A report by Palestinian Media Watch recently revealed that British taxpayers have been paying salaries to terrorists. It revealed that £3 million every month is paid by the Palestinian Authority (PA) in salaries to Palestinian prisoners in Israeli jails. The salaries come from the PA's general budget. That "general budget" is kindly provided by the U.K., among other EU countries.
Many British taxpayers, struggling to pay their family's way through a recession, might rightly wonder why their money is going to pay as much as £2,000 a month to people serving the longest sentences—those who have targeted Israeli buses and other civilian targets with suicide bombers, for instance. That is higher than the average wage in nearly all of Britain. You might be forgiven for wondering, if you were a struggling teaching assistant in the North of England, why failing to tick "suicide bomber" on your careers form should have left you so much worse off than a terrorist in the Middle East.
Meanwhile:
The Arava Institute for Environmental Studies, where students from Israel, Jordan, and the Palestinian Authority learn together, may not open its gates in the next academic year.
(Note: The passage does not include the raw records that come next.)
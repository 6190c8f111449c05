pub mod client;
pub mod config;
pub mod db;
pub mod email;
pub mod error;
pub mod models;
pub mod routes;
pub mod state;

use std::sync::Arc;

use axum::http::header::{AUTHORIZATION, CONTENT_TYPE};
use axum::http::{HeaderName, HeaderValue, Method};
use axum::Router;
use sqlx::PgPool;
use tower_http::cors::CorsLayer;
use tower_http::limit::RequestBodyLimitLayer;
use tower_http::set_header::SetResponseHeaderLayer;
use tower_http::trace::TraceLayer;

use crate::config::Config;
use crate::email::{DisabledNotifier, Notifier, SmtpNotifier};
use crate::state::{AppState, SharedState};

/// Build the notification transport from config. Without SMTP settings
/// the service still accepts submissions but every notification fails.
pub fn build_notifier(config: &Config) -> Arc<dyn Notifier> {
    match config.smtp.as_ref() {
        Some(smtp) => match SmtpNotifier::new(smtp) {
            Ok(notifier) => {
                tracing::info!("SMTP relay configured");
                Arc::new(notifier)
            }
            Err(e) => {
                tracing::warn!("SMTP relay not available: {e}");
                Arc::new(DisabledNotifier)
            }
        },
        None => {
            tracing::warn!("SMTP not configured, contact notifications will fail");
            Arc::new(DisabledNotifier)
        }
    }
}

pub fn build_app(pool: PgPool, config: Config, notifier: Arc<dyn Notifier>) -> Router {
    let cors = CorsLayer::new()
        .allow_origin(
            config
                .cors_origin
                .parse::<HeaderValue>()
                .expect("Invalid POSTBOX_CORS_ORIGIN"),
        )
        .allow_methods([Method::GET, Method::POST, Method::PUT, Method::DELETE])
        .allow_headers([CONTENT_TYPE, AUTHORIZATION])
        .allow_credentials(true);

    let max_body_size = config.max_body_size;

    let state: SharedState = Arc::new(AppState {
        pool,
        config,
        notifier,
    });

    Router::new()
        .merge(routes::api_routes())
        .route("/health", axum::routing::get(health))
        .layer(RequestBodyLimitLayer::new(max_body_size))
        .layer(cors)
        .layer(TraceLayer::new_for_http())
        .layer(SetResponseHeaderLayer::overriding(
            HeaderName::from_static("x-content-type-options"),
            HeaderValue::from_static("nosniff"),
        ))
        .layer(SetResponseHeaderLayer::overriding(
            HeaderName::from_static("x-frame-options"),
            HeaderValue::from_static("DENY"),
        ))
        .layer(SetResponseHeaderLayer::overriding(
            HeaderName::from_static("referrer-policy"),
            HeaderValue::from_static("strict-origin-when-cross-origin"),
        ))
        .with_state(state)
}

async fn health() -> &'static str {
    "ok"
}
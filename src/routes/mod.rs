pub mod contact;

use axum::routing::post;
use axum::Router;

use crate::state::SharedState;

pub fn api_routes() -> Router<SharedState> {
    Router::new().route("/contact", post(contact::submit))
}
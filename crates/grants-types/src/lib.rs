//! Common types module for the grants disbursement system.
//!
//! This module defines the data types shared by the signing, gasless and
//! Safe crates: recipients and disbursement results, Safe transaction data,
//! the per-chain gasless configuration table, and the JSON-RPC wire format
//! used to talk to nodes, wallets, bundlers and paymasters.

/// Disbursement inputs and results.
pub mod disbursement;
/// Per-chain gasless sponsorship configuration.
pub mod gasless;
/// JSON-RPC wire types and transports.
pub mod jsonrpc;
/// Registry trait for self-registering implementations.
pub mod registry;
/// Safe multisig transaction data.
pub mod safe;
/// Redacting string wrapper for credentials.
pub mod secret_string;
/// In-memory JSON-RPC transport for tests.
#[cfg(any(test, feature = "testing"))]
pub mod testing;
/// Token amount parsing and formatting.
pub mod units;
/// Configuration validation types.
pub mod validation;

pub use alloy_primitives::{Address, Bytes, B256, U256};
pub use disbursement::*;
pub use gasless::{ChainGaslessConfig, GaslessConfigTable, ProviderCredentials, ProviderKind};
pub use jsonrpc::{
	hex_quantity, parse_quantity, HttpConnector, HttpTransport, JsonRpcError, JsonRpcRequest,
	JsonRpcResponse, JsonRpcTransport, RpcConnector, RpcError,
};
pub use registry::ImplementationRegistry;
pub use safe::*;
pub use secret_string::SecretString;
pub use units::{format_token_amount, parse_units, with_0x_prefix, UnitsError};
pub use validation::*;
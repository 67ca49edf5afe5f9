//! Injected account reached over a wallet JSON-RPC endpoint.
//!
//! The key lives in the wallet, which only exposes `personal_sign` and
//! `eth_signTypedData_v4`. Raw digest signing is not available.

use crate::{AccountError, AccountFactory, AccountRegistry, SigningAccount};
use alloy_primitives::{hex, Address, Bytes};
use async_trait::async_trait;
use grants_types::{
	ConfigSchema, Field, FieldType, HttpTransport, ImplementationRegistry, JsonRpcTransport,
	Schema, ValidationError,
};
use serde_json::{json, Value};
use std::sync::Arc;
use std::time::Duration;

/// Account whose signatures are produced by an external wallet.
pub struct RemoteAccount {
	address: Address,
	wallet: Arc<dyn JsonRpcTransport>,
}

impl RemoteAccount {
	pub fn new(address: Address, wallet: Arc<dyn JsonRpcTransport>) -> Self {
		Self { address, wallet }
	}

	async fn request_signature(&self, method: &str, params: Value) -> Result<Bytes, AccountError> {
		let result = self
			.wallet
			.request(method, params)
			.await
			.map_err(|e| AccountError::SigningFailed(format!("{} failed: {}", method, e)))?;
		let encoded = result.as_str().ok_or_else(|| {
			AccountError::InvalidSignature(format!("{} returned a non-string result", method))
		})?;
		let bytes = hex::decode(encoded)
			.map_err(|e| AccountError::InvalidSignature(format!("{}: {}", method, e)))?;
		Ok(bytes.into())
	}
}

/// Configuration schema for RemoteAccount.
pub struct RemoteAccountSchema;

impl ConfigSchema for RemoteAccountSchema {
	fn validate(&self, config: &toml::Value) -> Result<(), ValidationError> {
		let schema = Schema::new(
			vec![
				Field::new("address", FieldType::Address),
				Field::new("wallet_url", FieldType::Url),
			],
			vec![Field::new(
				"timeout_seconds",
				FieldType::Integer {
					min: Some(1),
					max: Some(600),
				},
			)],
		);

		schema.validate(config)
	}
}

#[async_trait]
impl SigningAccount for RemoteAccount {
	fn config_schema(&self) -> Box<dyn ConfigSchema> {
		Box::new(RemoteAccountSchema)
	}

	fn address(&self) -> Address {
		self.address
	}

	async fn sign_message(&self, message: &[u8]) -> Result<Bytes, AccountError> {
		self.request_signature(
			"personal_sign",
			json!([hex::encode_prefixed(message), self.address]),
		)
		.await
	}

	async fn sign_typed_data(&self, typed_data: &Value) -> Result<Bytes, AccountError> {
		// Wallets expect the typed data serialized as a JSON string.
		self.request_signature(
			"eth_signTypedData_v4",
			json!([self.address, typed_data.to_string()]),
		)
		.await
	}
}

/// Factory function to create an account from configuration.
///
/// Configuration parameters:
/// - `address`: Address of the account held by the wallet
/// - `wallet_url`: JSON-RPC endpoint of the wallet
/// - `timeout_seconds`: Optional request timeout (defaults to 120, signing may wait on a user)
pub fn create_account(config: &toml::Value) -> Result<Box<dyn SigningAccount>, AccountError> {
	RemoteAccountSchema
		.validate(config)
		.map_err(|e| AccountError::Implementation(format!("Invalid configuration: {}", e)))?;

	let address = config
		.get("address")
		.and_then(|v| v.as_str())
		.and_then(|v| v.parse::<Address>().ok())
		.ok_or_else(|| AccountError::Implementation("address is required".to_string()))?;
	let wallet_url = config
		.get("wallet_url")
		.and_then(|v| v.as_str())
		.ok_or_else(|| AccountError::Implementation("wallet_url is required".to_string()))?;
	let timeout = config
		.get("timeout_seconds")
		.and_then(|v| v.as_integer())
		.unwrap_or(120) as u64;

	let transport = HttpTransport::new(wallet_url, Duration::from_secs(timeout))
		.map_err(|e| AccountError::Implementation(e.to_string()))?;

	Ok(Box::new(RemoteAccount::new(address, Arc::new(transport))))
}

/// Registry for the remote account implementation.
pub struct Registry;

impl ImplementationRegistry for Registry {
	const NAME: &'static str = "remote";
	type Factory = AccountFactory;

	fn factory() -> Self::Factory {
		create_account
	}
}

impl AccountRegistry for Registry {}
Located in the southern kibbuz of Ketura, the institute was established in 1996 as an engine for the vision of Israeli-Palestinian peace. This is the only place in the Middle East dealing with the common environmental problems of Israel and its neighbors.
“From my point of view it's a severe blow,” explained Dr. Tareq Abu Hamed, director of the institute's Center for Renewable Energy and Energy Conservation. “We won’t have partners on the other side, the environmental problems won't go away and it will be increasingly difficult to solve them.”
The institute, Abu Hamad says, doesn't only promote international cooperation, but peace between peoples as well.
“We need $1.5 million to begin 2013. Some donors promised us hundreds of thousands of dollars over a span of years, but those contributions have shrunk or vanished."
Yes, the terrorists get paid far more every month than a real example of cooperation and peace needs to start its academic year.
No one in the "pro-Palestinian" crowd supports the existence of real peace programs between Israel and the Arabs. Because they aren't "pro-Palestinian" at all - but anti-Israel.
Both those stories are worth reading in full for other reasons.
The British story notes how Britain's International Development Minister Alan Duncan adamantly refuses to accept the evidence and insists that paying these prisoners - whose payscale increases with the time they are in prison - is really "social welfare."
The Arava story notes that the institute has to hide the fact that it is in Israel when recruiting students from Jordan.